H- wrote:
Quote:
If you want a good example of how environmental regulation has failed the public, look at the PFAS issue.
Recent
ATSDR Report may get things moving. I haven't gotten into the numbers at all nor have any idea how these new thresholds correspond to levels in Public Water Supplies.
Poorly written ABC News story. If the administration tried to block this report from ATSDR, that is a disgrace.
This whole rollout has been badly botched, and there's going to be a shitstorm. But if I had been part of the White House I might well have tried to delay or manage the rollout, too. And I am not one to miss an opportunity to bash this White House. Let me explain ...

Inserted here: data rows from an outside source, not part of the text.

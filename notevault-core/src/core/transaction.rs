//! Units of work over the storage connection.
//!
//! Unlike `rusqlite::Transaction` this wrapper borrows the connection
//! immutably, so repository code can run statements through it while the
//! statement cache and the blob store are borrowed alongside. Nesting is not
//! supported: SQLite rejects a `BEGIN` inside an open transaction.

use std::ops::Deref;

use rusqlite::Connection;

use crate::core::error::{Context, Result};

#[derive(Debug, Clone, Copy, PartialEq, Eq)]
pub enum TransactionKind {
    /// Deferred `BEGIN`.
    Default,
    /// Read-only unit holding a shared lock across several SELECTs.
    Selection,
    Immediate,
    /// Required for every multi-statement write.
    Exclusive,
}

#[derive(Debug, Clone, Copy, PartialEq, Eq)]
pub enum TransactionState {
    Active,
    Committed,
    RolledBack,
    Ended,
}

/// An open transaction; dropping it while active rolls back, or ends it for
/// selection transactions.
#[derive(Debug)]
pub struct Transaction<'c> {
    conn: &'c Connection,
    kind: TransactionKind,
    state: TransactionState,
}

impl<'c> Transaction<'c> {
    pub fn begin(conn: &'c Connection, kind: TransactionKind) -> Result<Self> {
        let sql = match kind {
            TransactionKind::Default | TransactionKind::Selection => "BEGIN",
            TransactionKind::Immediate => "BEGIN IMMEDIATE",
            TransactionKind::Exclusive => "BEGIN EXCLUSIVE",
        };
        conn.execute_batch(sql).context("can't begin transaction")?;

        let tx = Self {
            conn,
            kind,
            state: TransactionState::Active,
        };
        if kind == TransactionKind::Selection {
            // A deferred BEGIN takes no lock until the first read.
            tx.conn
                .query_row("SELECT COUNT(*) FROM sqlite_master", [], |row| row.get::<_, i64>(0))
                .context("can't acquire shared lock for selection")?;
        }
        Ok(tx)
    }

    pub fn kind(&self) -> TransactionKind {
        self.kind
    }

    pub fn state(&self) -> TransactionState {
        self.state
    }

    pub fn commit(mut self) -> Result<()> {
        self.conn
            .execute_batch("COMMIT")
            .context("can't commit transaction")?;
        self.state = TransactionState::Committed;
        Ok(())
    }

    pub fn rollback(mut self) -> Result<()> {
        self.conn
            .execute_batch("ROLLBACK")
            .context("can't rollback transaction")?;
        self.state = TransactionState::RolledBack;
        Ok(())
    }

    /// Ends the transaction without a decision; meant for selections.
    pub fn end(mut self) -> Result<()> {
        self.conn
            .execute_batch("END")
            .context("can't end transaction")?;
        self.state = TransactionState::Ended;
        Ok(())
    }
}

impl Deref for Transaction<'_> {
    type Target = Connection;

    fn deref(&self) -> &Connection {
        self.conn
    }
}

impl Drop for Transaction<'_> {
    fn drop(&mut self) {
        if self.state != TransactionState::Active {
            return;
        }
        let (sql, action) = if self.kind == TransactionKind::Selection {
            ("END", "end")
        } else {
            ("ROLLBACK", "roll back")
        };
        if self.kind != TransactionKind::Selection {
            log::debug!("Rolling back uncommitted {:?} transaction", self.kind);
        }
        if let Err(e) = self.conn.execute_batch(sql) {
            log::error!("Failed to {action} transaction on drop: {e}");
        }
    }
}

#[cfg(test)]
mod tests {
    use super::*;

    fn conn() -> Connection {
        let conn = Connection::open_in_memory().unwrap();
        conn.execute_batch("CREATE TABLE t (v INTEGER)").unwrap();
        conn
    }

    fn count(conn: &Connection) -> i64 {
        conn.query_row("SELECT COUNT(*) FROM t", [], |row| row.get(0))
            .unwrap()
    }

    #[test]
    fn test_commit_persists() {
        let conn = conn();
        let tx = Transaction::begin(&conn, TransactionKind::Exclusive).unwrap();
        tx.execute("INSERT INTO t VALUES (1)", []).unwrap();
        tx.commit().unwrap();
        assert_eq!(count(&conn), 1);
    }

    #[test]
    fn test_drop_rolls_back() {
        let conn = conn();
        {
            let tx = Transaction::begin(&conn, TransactionKind::Immediate).unwrap();
            tx.execute("INSERT INTO t VALUES (1)", []).unwrap();
        }
        assert_eq!(count(&conn), 0);
        assert!(conn.is_autocommit());
    }

    #[test]
    fn test_selection_ends_on_drop() {
        let conn = conn();
        {
            let tx = Transaction::begin(&conn, TransactionKind::Selection).unwrap();
            assert_eq!(tx.state(), TransactionState::Active);
            assert_eq!(count(&tx), 0);
        }
        assert!(conn.is_autocommit());
    }

    #[test]
    fn test_nested_begin_fails() {
        let conn = conn();
        let _outer = Transaction::begin(&conn, TransactionKind::Default).unwrap();
        assert!(Transaction::begin(&conn, TransactionKind::Default).is_err());
    }
}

The issue is that the ATSDR toxicity profile is suggesting that several of the PFAS (PFOS, PFOA, PFHxS, and PFNA) are far more toxic than previously believed. Using PFOS as an example, if their suggestions are incorporated into an updated EPA Health Advisory level for drinking water, the HA would be lower by a factor of ten for PFOS - it would go from 70 ppt to 7 ppt. To give you an idea how low 7 parts per trillion is, even as recently as 2015 the top commercial laboratories would have struggled to meet 7 ppt as a detection limit.
So, (you ask, as I did) what is the basis for this ten-fold increase in the supposed toxicity of PFOS? You will probably imagine (as I did) that there were new studies, or a more careful analysis, or some other substantive increase in our knowledge of PFOS toxicology. You would be wrong (me too).

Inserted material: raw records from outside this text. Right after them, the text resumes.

//! Upgrade steps between schema versions.

use rusqlite::Connection;

use crate::core::blob_store::{BlobStore, PayloadWrite};
use crate::core::error::{Context, Result};
use crate::core::schema::SchemaManager;
use crate::core::transaction::{Transaction, TransactionKind};

/// One step of the schema upgrade chain.
pub trait SchemaPatch {
    fn from_version(&self) -> i32;
    fn to_version(&self) -> i32;
    fn description(&self) -> &'static str;

    /// Applies the patch and stamps [`to_version`](Self::to_version).
    fn apply(&self, conn: &Connection, blobs: &BlobStore) -> Result<()>;
}

/// Returns the patches leading from `version` to the newest version, in order.
pub fn pending_patches(version: i32) -> Vec<Box<dyn SchemaPatch>> {
    let all: Vec<Box<dyn SchemaPatch>> = vec![Box::new(Patch1To2)];
    all.into_iter()
        .filter(|p| p.from_version() >= version)
        .collect()
}

/// Moves resource payloads that version 1 kept inside the `Resources` rows
/// into the blob store.
pub struct Patch1To2;

const LEGACY_COLUMNS: [&str; 2] = ["dataBody", "alternateDataBody"];

fn has_column(conn: &Connection, table: &str, column: &str) -> Result<bool> {
    conn.query_row(
        "SELECT COUNT(*) FROM pragma_table_info(?1) WHERE name = ?2",
        [table, column],
        |row| row.get::<_, i64>(0).map(|count| count > 0),
    )
    .schema_context("can't inspect resource columns")
}

impl SchemaPatch for Patch1To2 {
    fn from_version(&self) -> i32 {
        1
    }

    fn to_version(&self) -> i32 {
        2
    }

    fn description(&self) -> &'static str {
        "Move resource data bodies from the database into payload files"
    }

    fn apply(&self, conn: &Connection, blobs: &BlobStore) -> Result<()> {
        let tx = Transaction::begin(conn, TransactionKind::Exclusive)?;

        let has_data = has_column(&tx, "Resources", LEGACY_COLUMNS[0])?;
        let has_alt = has_column(&tx, "Resources", LEGACY_COLUMNS[1])?;

        if has_data || has_alt {
            let data_expr = if has_data { "dataBody" } else { "NULL" };
            let alt_expr = if has_alt { "alternateDataBody" } else { "NULL" };
            let rows: Vec<(String, String, Option<Vec<u8>>, Option<Vec<u8>>)> = {
                let mut stmt = tx
                    .prepare(&format!(
                        "SELECT localUid, noteLocalUid, {data_expr}, {alt_expr} FROM Resources"
                    ))
                    .schema_context("can't read legacy resource bodies")?;
                let rows = stmt
                    .query_map([], |row| Ok((row.get(0)?, row.get(1)?, row.get(2)?, row.get(3)?)))
                    .schema_context("can't read legacy resource bodies")?
                    .collect::<std::result::Result<Vec<_>, _>>()
                    .schema_context("can't read legacy resource bodies")?;
                rows
            };

            log::info!("Moving payloads of {} resources into files", rows.len());
            for (local_id, note_local_id, data, alt) in &rows {
                blobs.write(
                    note_local_id,
                    local_id,
                    PayloadWrite {
                        data: data.as_deref(),
                        alternate_data: alt.as_deref(),
                    },
                )?;
            }

            for (column, present) in LEGACY_COLUMNS.iter().zip([has_data, has_alt]) {
                if present {
                    tx.execute_batch(&format!("ALTER TABLE Resources DROP COLUMN {column}"))
                        .schema_context("can't drop legacy resource column")?;
                }
            }
        }

        SchemaManager::new(&tx).set_version(self.to_version())?;
        tx.commit()
    }
}

#[cfg(test)]
mod tests {
    use super::*;
    use crate::core::blob_store::Payload;
    use tempfile::TempDir;

    #[test]
    fn test_pending_patches_chain() {
        assert_eq!(pending_patches(1).len(), 1);
        assert!(pending_patches(2).is_empty());
    }

    #[test]
    fn test_patch_moves_bodies_to_files() {
        let dir = TempDir::new().unwrap();
        let conn = Connection::open(dir.path().join("db.sqlite")).unwrap();
        let schema = SchemaManager::new(&conn);
        schema.ensure_schema().unwrap();
        conn.execute_batch(
            "DELETE FROM Auxiliary;
             ALTER TABLE Resources ADD COLUMN dataBody BLOB;
             ALTER TABLE Resources ADD COLUMN alternateDataBody BLOB;
             INSERT INTO Notebooks (localUid, name, nameLower, isDirty, isLocal) VALUES ('nb', 'Nb', 'nb', 1, 0);
             INSERT INTO Notes (localUid, notebookLocalUid, isDirty, isLocal) VALUES ('n1', 'nb', 1, 0);
             INSERT INTO Resources (localUid, noteLocalUid, isDirty, dataBody, alternateDataBody)
                 VALUES ('r1', 'n1', 1, x'010203', x'0405');",
        )
        .unwrap();
        assert!(schema.requires_upgrade().unwrap());

        let blobs = BlobStore::new(dir.path());
        for patch in pending_patches(schema.current_version().unwrap()) {
            patch.apply(&conn, &blobs).unwrap();
        }

        assert_eq!(schema.current_version().unwrap(), 2);
        assert!(!has_column(&conn, "Resources", "dataBody").unwrap());
        assert_eq!(
            blobs.read(Payload::Data, "n1", "r1").unwrap(),
            Some(vec![1, 2, 3])
        );
        assert_eq!(
            blobs.read(Payload::AlternateData, "n1", "r1").unwrap(),
            Some(vec![4, 5])
        );
    }
}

The new report uses a 2005 study (delayed ossification of rat phalanges) as the basis for the new MRL (Minimum Risk Level) for PFOS. This single study, and most of the other assumptions are
exactly the same as those in the 2016 EPA Health Effects document for PFOS.
The only difference (the
only goddamn difference), is that they add an additional uncertainty factor of 10, to allow for the supposition that "immunological endpoints may be more sensitive than developmental endpoints." (I may have the quote a little bit wrong, I'm going from memory.)

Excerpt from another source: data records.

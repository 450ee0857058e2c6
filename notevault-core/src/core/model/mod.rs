//! Entity types persisted by the storage engine and the parameter types used
//! to list and look them up.

mod linked_notebook;
mod note;
mod notebook;
mod resource;
mod saved_search;
mod tag;
mod user;

use std::collections::{BTreeMap, BTreeSet};

use serde::{Deserialize, Serialize};

pub use linked_notebook::LinkedNotebook;
pub use note::{
    GetNoteOptions, Note, NoteAttributes, NoteCountOptions, NoteLimits, NoteRestrictions,
    SharedNote, UpdateNoteOptions,
};
pub use notebook::{
    BusinessNotebook, Notebook, NotebookRecipientSettings, NotebookRestrictions, Publishing,
    SharedNotebook,
};
pub use resource::{Resource, ResourceAttributes, ResourceData};
pub use saved_search::SavedSearch;
pub use tag::Tag;
pub use user::{AccountLimits, Accounting, BusinessUserInfo, User, UserAttributes};

/// Application data attached to notes and resources.
///
/// `keys_only` holds keys whose values have not been fetched; `full_map`
/// holds key/value pairs.
#[derive(Debug, Clone, Default, PartialEq, Eq, Serialize, Deserialize)]
#[serde(rename_all = "camelCase")]
pub struct LazyMap {
    pub keys_only: Option<BTreeSet<String>>,
    pub full_map: Option<BTreeMap<String, String>>,
}

impl LazyMap {
    pub(crate) fn is_empty(&self) -> bool {
        self.keys_only.as_ref().map_or(true, |k| k.is_empty())
            && self.full_map.as_ref().map_or(true, |m| m.is_empty())
    }
}

/// Row filter shared by every `list_*` operation.
///
/// Each field left at `None` means "either"; `Some(true)` keeps only rows
/// with the flag set and `Some(false)` only rows without it.
#[derive(Debug, Clone, Copy, Default, PartialEq, Eq)]
pub struct ListFilter {
    pub dirty: Option<bool>,
    pub local: Option<bool>,
    pub favorited: Option<bool>,
    pub has_guid: Option<bool>,
}

impl ListFilter {
    pub const ALL: Self = Self {
        dirty: None,
        local: None,
        favorited: None,
        has_guid: None,
    };

    pub fn dirty(mut self, dirty: bool) -> Self {
        self.dirty = Some(dirty);
        self
    }

    pub fn local(mut self, local: bool) -> Self {
        self.local = Some(local);
        self
    }

    pub fn favorited(mut self, favorited: bool) -> Self {
        self.favorited = Some(favorited);
        self
    }

    pub fn has_guid(mut self, has_guid: bool) -> Self {
        self.has_guid = Some(has_guid);
        self
    }
}

#[derive(Debug, Clone, Copy, Default, PartialEq, Eq)]
pub enum OrderDirection {
    #[default]
    Ascending,
    Descending,
}

impl OrderDirection {
    pub(crate) fn sql(self) -> &'static str {
        match self {
            OrderDirection::Ascending => "ASC",
            OrderDirection::Descending => "DESC",
        }
    }
}

/// Restricts listing to the user's own account, to one linked notebook, or
/// to neither.
#[derive(Debug, Clone, Default, PartialEq, Eq)]
pub enum LinkedNotebookScope {
    #[default]
    Any,
    OwnAccount,
    Linked(String),
}

/// Sort key of an entity listing; `column()` is `None` for unordered output.
pub trait SortOrder: Copy {
    fn column(self) -> Option<&'static str>;
}

#[derive(Debug, Clone, Copy, Default, PartialEq, Eq)]
pub enum NotebookOrder {
    ByUpdateSequenceNumber,
    ByName,
    ByCreationTimestamp,
    ByModificationTimestamp,
    #[default]
    NoOrder,
}

impl SortOrder for NotebookOrder {
    fn column(self) -> Option<&'static str> {
        match self {
            Self::ByUpdateSequenceNumber => Some("updateSequenceNumber"),
            Self::ByName => Some("nameLower"),
            Self::ByCreationTimestamp => Some("creationTimestamp"),
            Self::ByModificationTimestamp => Some("modificationTimestamp"),
            Self::NoOrder => None,
        }
    }
}

#[derive(Debug, Clone, Copy, Default, PartialEq, Eq)]
pub enum NoteOrder {
    ByUpdateSequenceNumber,
    ByTitle,
    ByCreationTimestamp,
    ByModificationTimestamp,
    ByDeletionTimestamp,
    ByAuthor,
    BySource,
    BySourceApplication,
    ByReminderTime,
    ByPlaceName,
    #[default]
    NoOrder,
}

impl SortOrder for NoteOrder {
    fn column(self) -> Option<&'static str> {
        match self {
            Self::ByUpdateSequenceNumber => Some("updateSequenceNumber"),
            Self::ByTitle => Some("title"),
            Self::ByCreationTimestamp => Some("creationTimestamp"),
            Self::ByModificationTimestamp => Some("modificationTimestamp"),
            Self::ByDeletionTimestamp => Some("deletionTimestamp"),
            Self::ByAuthor => Some("author"),
            Self::BySource => Some("source"),
            Self::BySourceApplication => Some("sourceApplication"),
            Self::ByReminderTime => Some("reminderTime"),
            Self::ByPlaceName => Some("placeName"),
            Self::NoOrder => None,
        }
    }
}

#[derive(Debug, Clone, Copy, Default, PartialEq, Eq)]
pub enum TagOrder {
    ByUpdateSequenceNumber,
    ByName,
    #[default]
    NoOrder,
}

impl SortOrder for TagOrder {
    fn column(self) -> Option<&'static str> {
        match self {
            Self::ByUpdateSequenceNumber => Some("updateSequenceNumber"),
            Self::ByName => Some("nameLower"),
            Self::NoOrder => None,
        }
    }
}

#[derive(Debug, Clone, Copy, Default, PartialEq, Eq)]
pub enum SavedSearchOrder {
    ByUpdateSequenceNumber,
    ByName,
    ByFormat,
    #[default]
    NoOrder,
}

impl SortOrder for SavedSearchOrder {
    fn column(self) -> Option<&'static str> {
        match self {
            Self::ByUpdateSequenceNumber => Some("updateSequenceNumber"),
            Self::ByName => Some("nameLower"),
            Self::ByFormat => Some("format"),
            Self::NoOrder => None,
        }
    }
}

#[derive(Debug, Clone, Copy, Default, PartialEq, Eq)]
pub enum LinkedNotebookOrder {
    ByUpdateSequenceNumber,
    ByShareName,
    ByUsername,
    #[default]
    NoOrder,
}

impl SortOrder for LinkedNotebookOrder {
    fn column(self) -> Option<&'static str> {
        match self {
            Self::ByUpdateSequenceNumber => Some("updateSequenceNumber"),
            Self::ByShareName => Some("shareName"),
            Self::ByUsername => Some("username"),
            Self::NoOrder => None,
        }
    }
}

/// Listing parameters: filter, paging, ordering and linked-notebook scope.
#[derive(Debug, Clone, Default, PartialEq, Eq)]
pub struct ListParams<O> {
    pub filter: ListFilter,
    pub limit: Option<u64>,
    pub offset: u64,
    pub order: O,
    pub direction: OrderDirection,
    pub linked_notebook: LinkedNotebookScope,
}

impl<O: Default> ListParams<O> {
    pub fn all() -> Self {
        Self::default()
    }

    pub fn with_filter(filter: ListFilter) -> Self {
        Self {
            filter,
            ..Self::default()
        }
    }
}

/// Lookup key for a notebook.
#[derive(Debug, Clone, PartialEq, Eq)]
pub enum NotebookKey {
    LocalId(String),
    Guid(String),
    /// Case-insensitive name within the own account or one linked notebook.
    Name {
        name: String,
        linked_notebook_guid: Option<String>,
    },
}

#[derive(Debug, Clone, PartialEq, Eq)]
pub enum NoteKey {
    LocalId(String),
    Guid(String),
}

#[derive(Debug, Clone, PartialEq, Eq)]
pub enum TagKey {
    LocalId(String),
    Guid(String),
    Name {
        name: String,
        linked_notebook_guid: Option<String>,
    },
}

#[derive(Debug, Clone, PartialEq, Eq)]
pub enum SavedSearchKey {
    LocalId(String),
    Guid(String),
    Name(String),
}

Now, I'm not a toxicologist, but I dabble, and this is the first time I've ever seen an uncertainty factor like this. It's bizarre, and I have to wonder if it was politically motivated. The assumptions and uncertainty factors in this document are literally an order of magnitude more conservative than most other similar tox profiles.
So I can appreciate the bewilderment on the part of the EPA, DoD, and the White House. And maybe these issues should have been worked out before the release of the report. But the White House completely botched things by doing things like writing emails that referred to a potential "public relations nightmare". Yeah, no shit, you didn't think that would get leaked?
Now that the report is out, there is a formal public comment period. The peer review for the report was done by four academics. Now the industry toxicologists and DoD policymakers will have their crack at it. It should prove interesting!